> Task directions:
From the first line of the entries below, reproduce everything exactly through the line with "An object name", and nothing more.
(Exercise input)
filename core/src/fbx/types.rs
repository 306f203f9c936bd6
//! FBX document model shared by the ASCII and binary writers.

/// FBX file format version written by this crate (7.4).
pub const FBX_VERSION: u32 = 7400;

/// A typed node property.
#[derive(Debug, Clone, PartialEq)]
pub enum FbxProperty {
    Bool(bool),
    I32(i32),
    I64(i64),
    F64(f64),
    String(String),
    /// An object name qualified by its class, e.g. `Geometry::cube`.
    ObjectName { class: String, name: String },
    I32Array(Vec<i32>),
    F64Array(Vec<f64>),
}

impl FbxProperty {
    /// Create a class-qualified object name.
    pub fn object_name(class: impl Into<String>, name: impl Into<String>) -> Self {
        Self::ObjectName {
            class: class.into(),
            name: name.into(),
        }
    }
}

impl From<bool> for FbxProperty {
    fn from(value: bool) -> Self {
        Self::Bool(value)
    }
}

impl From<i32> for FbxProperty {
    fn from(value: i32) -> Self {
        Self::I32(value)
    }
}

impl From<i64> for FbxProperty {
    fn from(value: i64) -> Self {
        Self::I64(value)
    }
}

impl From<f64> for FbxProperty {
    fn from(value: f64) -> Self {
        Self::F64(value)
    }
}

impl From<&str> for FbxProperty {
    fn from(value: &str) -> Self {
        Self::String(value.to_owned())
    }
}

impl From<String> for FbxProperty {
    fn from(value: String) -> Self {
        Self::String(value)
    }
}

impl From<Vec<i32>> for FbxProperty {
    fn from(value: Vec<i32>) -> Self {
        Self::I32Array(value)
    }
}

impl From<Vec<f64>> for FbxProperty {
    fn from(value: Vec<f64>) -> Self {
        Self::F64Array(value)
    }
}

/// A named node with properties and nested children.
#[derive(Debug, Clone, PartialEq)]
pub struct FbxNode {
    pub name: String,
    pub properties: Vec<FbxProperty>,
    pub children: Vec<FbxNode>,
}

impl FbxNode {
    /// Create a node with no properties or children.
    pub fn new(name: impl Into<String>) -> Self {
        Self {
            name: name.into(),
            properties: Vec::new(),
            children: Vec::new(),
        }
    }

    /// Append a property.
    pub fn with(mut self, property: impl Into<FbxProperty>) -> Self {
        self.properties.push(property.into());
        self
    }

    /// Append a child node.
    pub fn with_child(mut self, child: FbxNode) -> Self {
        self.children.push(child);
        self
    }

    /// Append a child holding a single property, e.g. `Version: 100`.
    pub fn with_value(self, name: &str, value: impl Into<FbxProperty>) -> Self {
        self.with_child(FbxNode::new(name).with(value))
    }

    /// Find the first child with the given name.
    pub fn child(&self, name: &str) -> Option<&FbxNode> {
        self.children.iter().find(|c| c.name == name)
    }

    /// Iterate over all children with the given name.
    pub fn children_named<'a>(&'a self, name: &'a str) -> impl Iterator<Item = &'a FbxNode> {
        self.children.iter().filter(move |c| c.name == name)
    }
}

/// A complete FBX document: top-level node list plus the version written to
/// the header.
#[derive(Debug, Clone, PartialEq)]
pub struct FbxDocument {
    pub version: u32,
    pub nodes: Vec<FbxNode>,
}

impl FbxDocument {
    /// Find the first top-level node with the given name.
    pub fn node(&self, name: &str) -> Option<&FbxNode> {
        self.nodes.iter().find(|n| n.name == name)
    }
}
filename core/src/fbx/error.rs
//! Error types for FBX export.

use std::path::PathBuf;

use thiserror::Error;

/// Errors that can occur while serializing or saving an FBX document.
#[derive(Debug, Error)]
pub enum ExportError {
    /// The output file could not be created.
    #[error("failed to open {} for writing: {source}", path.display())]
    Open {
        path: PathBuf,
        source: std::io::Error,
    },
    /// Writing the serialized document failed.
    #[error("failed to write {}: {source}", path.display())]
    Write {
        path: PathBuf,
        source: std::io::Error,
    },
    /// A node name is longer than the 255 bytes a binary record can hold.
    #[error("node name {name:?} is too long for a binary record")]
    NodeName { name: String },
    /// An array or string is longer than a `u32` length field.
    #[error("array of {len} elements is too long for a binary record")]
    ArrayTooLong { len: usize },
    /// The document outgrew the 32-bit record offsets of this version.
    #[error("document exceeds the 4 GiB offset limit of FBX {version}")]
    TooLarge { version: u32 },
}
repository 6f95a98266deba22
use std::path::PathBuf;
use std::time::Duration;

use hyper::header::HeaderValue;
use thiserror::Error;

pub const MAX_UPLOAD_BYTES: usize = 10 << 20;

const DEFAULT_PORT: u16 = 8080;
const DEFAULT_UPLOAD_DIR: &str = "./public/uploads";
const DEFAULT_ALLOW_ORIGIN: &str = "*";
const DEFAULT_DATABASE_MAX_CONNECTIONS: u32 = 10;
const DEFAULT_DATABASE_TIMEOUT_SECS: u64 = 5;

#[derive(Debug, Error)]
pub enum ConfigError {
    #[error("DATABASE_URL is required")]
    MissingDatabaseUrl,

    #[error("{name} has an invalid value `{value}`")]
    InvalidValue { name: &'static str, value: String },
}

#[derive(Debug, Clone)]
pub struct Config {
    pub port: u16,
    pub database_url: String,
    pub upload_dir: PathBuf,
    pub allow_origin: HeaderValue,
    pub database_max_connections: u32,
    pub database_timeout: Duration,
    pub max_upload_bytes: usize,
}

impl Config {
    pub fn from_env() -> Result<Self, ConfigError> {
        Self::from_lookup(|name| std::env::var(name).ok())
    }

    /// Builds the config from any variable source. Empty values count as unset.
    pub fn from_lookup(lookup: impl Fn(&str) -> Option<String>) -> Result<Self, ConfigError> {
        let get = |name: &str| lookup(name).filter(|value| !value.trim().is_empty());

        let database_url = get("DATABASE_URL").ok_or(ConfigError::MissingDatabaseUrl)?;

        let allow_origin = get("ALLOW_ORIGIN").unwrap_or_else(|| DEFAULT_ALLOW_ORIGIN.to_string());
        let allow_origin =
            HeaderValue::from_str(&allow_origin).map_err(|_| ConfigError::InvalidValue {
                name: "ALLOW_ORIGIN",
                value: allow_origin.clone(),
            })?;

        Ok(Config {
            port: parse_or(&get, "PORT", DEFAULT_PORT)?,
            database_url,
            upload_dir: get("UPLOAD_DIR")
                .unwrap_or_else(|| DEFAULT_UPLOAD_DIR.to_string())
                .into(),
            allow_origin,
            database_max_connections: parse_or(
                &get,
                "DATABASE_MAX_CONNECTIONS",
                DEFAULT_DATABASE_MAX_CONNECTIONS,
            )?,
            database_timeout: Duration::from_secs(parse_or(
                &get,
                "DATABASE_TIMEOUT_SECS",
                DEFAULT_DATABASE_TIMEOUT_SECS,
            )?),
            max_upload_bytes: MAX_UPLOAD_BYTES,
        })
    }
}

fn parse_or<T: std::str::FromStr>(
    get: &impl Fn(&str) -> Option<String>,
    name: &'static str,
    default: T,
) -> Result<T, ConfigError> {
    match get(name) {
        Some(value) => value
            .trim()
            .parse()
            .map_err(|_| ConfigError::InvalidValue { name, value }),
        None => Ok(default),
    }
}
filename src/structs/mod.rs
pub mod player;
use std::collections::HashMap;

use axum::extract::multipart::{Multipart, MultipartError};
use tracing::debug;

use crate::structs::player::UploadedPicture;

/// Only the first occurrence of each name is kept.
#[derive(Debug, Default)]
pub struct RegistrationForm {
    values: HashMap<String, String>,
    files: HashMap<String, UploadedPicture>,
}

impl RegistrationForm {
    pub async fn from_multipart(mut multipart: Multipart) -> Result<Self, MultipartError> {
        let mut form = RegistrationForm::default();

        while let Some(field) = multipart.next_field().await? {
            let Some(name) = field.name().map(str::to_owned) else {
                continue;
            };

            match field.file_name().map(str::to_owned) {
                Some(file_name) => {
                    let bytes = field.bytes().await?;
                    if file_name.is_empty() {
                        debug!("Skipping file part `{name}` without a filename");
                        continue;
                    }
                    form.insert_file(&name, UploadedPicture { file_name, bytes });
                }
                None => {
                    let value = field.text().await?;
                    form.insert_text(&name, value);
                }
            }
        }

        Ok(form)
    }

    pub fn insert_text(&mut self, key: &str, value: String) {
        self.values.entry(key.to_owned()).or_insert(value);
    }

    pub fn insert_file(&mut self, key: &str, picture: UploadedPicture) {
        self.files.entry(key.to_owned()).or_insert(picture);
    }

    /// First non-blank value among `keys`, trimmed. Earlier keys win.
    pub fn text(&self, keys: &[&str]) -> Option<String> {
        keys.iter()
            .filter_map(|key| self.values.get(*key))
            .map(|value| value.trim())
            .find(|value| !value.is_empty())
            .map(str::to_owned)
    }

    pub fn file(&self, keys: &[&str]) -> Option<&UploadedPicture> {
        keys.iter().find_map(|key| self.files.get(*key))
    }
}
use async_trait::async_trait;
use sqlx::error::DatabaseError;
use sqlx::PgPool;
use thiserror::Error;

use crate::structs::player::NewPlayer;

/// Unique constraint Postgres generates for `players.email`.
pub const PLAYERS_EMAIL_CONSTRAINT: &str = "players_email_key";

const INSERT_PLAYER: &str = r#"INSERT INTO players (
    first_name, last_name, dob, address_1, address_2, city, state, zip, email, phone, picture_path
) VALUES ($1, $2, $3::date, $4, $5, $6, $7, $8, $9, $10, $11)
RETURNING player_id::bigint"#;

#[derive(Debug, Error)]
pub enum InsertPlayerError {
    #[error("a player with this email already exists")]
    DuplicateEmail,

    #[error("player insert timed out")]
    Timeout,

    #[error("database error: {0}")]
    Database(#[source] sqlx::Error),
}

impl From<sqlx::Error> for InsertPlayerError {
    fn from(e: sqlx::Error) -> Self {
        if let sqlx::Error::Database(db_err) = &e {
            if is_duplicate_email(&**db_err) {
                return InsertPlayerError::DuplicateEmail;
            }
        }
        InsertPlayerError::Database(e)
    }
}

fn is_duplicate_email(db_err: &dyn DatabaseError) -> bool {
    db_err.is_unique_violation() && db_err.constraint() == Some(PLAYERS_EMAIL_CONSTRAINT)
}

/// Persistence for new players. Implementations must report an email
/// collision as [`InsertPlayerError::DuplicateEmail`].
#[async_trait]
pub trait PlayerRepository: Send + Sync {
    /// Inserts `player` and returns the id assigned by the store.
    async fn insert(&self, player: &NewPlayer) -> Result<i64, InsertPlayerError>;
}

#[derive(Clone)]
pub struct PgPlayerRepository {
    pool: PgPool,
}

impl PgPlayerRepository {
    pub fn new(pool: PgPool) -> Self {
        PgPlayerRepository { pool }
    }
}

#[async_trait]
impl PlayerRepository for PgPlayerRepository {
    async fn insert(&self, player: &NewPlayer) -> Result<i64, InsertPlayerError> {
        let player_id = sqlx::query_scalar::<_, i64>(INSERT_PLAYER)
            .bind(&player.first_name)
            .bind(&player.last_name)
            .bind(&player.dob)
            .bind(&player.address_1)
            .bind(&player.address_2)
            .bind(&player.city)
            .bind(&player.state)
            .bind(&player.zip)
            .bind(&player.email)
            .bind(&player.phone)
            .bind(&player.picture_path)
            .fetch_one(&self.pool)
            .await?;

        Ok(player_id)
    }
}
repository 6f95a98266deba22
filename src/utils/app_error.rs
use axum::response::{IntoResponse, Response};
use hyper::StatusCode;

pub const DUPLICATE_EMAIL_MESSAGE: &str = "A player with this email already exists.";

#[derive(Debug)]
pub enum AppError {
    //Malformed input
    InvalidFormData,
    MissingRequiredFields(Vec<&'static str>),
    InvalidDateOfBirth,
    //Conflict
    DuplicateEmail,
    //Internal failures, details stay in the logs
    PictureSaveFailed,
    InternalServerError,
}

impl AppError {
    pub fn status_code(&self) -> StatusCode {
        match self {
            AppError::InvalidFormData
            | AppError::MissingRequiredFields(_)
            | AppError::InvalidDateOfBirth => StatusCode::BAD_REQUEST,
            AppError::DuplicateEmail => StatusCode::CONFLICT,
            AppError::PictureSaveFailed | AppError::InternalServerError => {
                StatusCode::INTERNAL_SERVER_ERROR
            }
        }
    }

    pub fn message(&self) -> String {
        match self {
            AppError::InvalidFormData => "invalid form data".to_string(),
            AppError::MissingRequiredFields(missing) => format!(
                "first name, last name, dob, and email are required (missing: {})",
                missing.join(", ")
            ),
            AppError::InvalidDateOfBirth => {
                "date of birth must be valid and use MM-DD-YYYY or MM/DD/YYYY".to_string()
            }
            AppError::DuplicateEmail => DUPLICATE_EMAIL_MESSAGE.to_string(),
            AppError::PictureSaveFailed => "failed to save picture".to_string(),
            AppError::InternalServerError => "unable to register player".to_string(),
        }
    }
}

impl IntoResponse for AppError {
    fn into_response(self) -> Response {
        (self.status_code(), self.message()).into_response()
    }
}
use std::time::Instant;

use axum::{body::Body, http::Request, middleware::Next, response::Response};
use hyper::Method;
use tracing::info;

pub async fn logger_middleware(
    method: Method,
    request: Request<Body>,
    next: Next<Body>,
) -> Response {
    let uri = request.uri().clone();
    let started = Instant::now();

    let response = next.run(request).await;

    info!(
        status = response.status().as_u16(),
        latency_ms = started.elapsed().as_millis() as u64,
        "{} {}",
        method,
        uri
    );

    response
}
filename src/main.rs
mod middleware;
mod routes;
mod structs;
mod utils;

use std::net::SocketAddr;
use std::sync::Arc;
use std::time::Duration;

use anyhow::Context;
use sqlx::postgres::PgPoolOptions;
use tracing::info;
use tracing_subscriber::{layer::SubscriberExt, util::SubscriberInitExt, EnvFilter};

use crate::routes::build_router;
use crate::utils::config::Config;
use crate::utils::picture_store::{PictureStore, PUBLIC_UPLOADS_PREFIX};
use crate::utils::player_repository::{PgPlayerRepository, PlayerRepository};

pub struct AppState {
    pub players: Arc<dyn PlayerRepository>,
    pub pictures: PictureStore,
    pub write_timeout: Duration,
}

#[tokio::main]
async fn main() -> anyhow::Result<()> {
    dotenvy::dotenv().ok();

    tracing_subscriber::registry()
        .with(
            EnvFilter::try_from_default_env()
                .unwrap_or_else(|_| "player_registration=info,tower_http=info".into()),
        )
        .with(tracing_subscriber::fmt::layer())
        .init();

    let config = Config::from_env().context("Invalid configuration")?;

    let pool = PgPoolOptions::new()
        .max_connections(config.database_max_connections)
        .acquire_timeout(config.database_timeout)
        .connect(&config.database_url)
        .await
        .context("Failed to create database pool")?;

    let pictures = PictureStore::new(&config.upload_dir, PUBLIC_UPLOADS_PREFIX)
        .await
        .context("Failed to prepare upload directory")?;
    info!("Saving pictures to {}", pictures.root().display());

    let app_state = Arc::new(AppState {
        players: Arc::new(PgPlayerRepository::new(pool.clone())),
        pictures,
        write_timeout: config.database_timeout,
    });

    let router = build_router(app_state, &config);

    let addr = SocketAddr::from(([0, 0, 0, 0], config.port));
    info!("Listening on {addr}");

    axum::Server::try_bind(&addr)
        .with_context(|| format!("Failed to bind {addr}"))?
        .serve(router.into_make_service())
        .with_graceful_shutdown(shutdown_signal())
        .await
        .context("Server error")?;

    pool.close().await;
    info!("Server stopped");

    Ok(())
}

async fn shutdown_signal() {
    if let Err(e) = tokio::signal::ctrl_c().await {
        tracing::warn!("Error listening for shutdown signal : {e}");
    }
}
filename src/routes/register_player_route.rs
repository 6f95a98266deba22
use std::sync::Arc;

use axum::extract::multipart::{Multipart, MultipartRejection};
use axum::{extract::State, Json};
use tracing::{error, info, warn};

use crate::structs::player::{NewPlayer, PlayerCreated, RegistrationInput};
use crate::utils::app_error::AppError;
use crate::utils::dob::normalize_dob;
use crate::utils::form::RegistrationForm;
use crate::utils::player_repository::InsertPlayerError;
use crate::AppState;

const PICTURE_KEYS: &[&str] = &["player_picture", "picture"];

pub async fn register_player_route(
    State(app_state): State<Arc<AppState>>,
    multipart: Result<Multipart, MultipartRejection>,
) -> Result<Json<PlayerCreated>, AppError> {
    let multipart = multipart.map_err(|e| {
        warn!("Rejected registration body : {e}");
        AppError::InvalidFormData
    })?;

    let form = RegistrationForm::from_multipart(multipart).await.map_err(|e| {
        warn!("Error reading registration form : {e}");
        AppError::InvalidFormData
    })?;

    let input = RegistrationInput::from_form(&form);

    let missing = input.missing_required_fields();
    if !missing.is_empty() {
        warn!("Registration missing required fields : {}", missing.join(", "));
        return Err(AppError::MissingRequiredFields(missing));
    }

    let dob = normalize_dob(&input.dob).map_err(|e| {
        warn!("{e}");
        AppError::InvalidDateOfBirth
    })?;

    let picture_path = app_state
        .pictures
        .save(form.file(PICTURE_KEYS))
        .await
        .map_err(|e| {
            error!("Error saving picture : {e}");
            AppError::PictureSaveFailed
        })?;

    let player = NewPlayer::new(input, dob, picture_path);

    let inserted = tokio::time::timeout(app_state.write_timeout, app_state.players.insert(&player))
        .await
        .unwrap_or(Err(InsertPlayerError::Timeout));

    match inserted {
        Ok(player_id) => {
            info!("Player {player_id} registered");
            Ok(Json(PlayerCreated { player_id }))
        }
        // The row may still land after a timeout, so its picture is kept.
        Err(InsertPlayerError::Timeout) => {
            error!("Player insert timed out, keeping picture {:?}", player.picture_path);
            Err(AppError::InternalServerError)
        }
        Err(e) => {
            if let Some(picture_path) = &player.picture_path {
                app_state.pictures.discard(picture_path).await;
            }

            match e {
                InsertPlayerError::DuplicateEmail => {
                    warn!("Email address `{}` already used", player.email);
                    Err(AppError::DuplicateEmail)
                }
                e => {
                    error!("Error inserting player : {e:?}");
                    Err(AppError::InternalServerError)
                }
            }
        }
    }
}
(End Exercise input)
> Solution below:
filename core/src/fbx/types.rs
repository 306f203f9c936bd6
//! FBX document model shared by the ASCII and binary writers.

/// FBX file format version written by this crate (7.4).
pub const FBX_VERSION: u32 = 7400;

/// A typed node property.
#[derive(Debug, Clone, PartialEq)]
pub enum FbxProperty {
    Bool(bool),
    I32(i32),
    I64(i64),
    F64(f64),
    String(String),
    /// An object name qualified by its class, e.g. `Geometry::cube`.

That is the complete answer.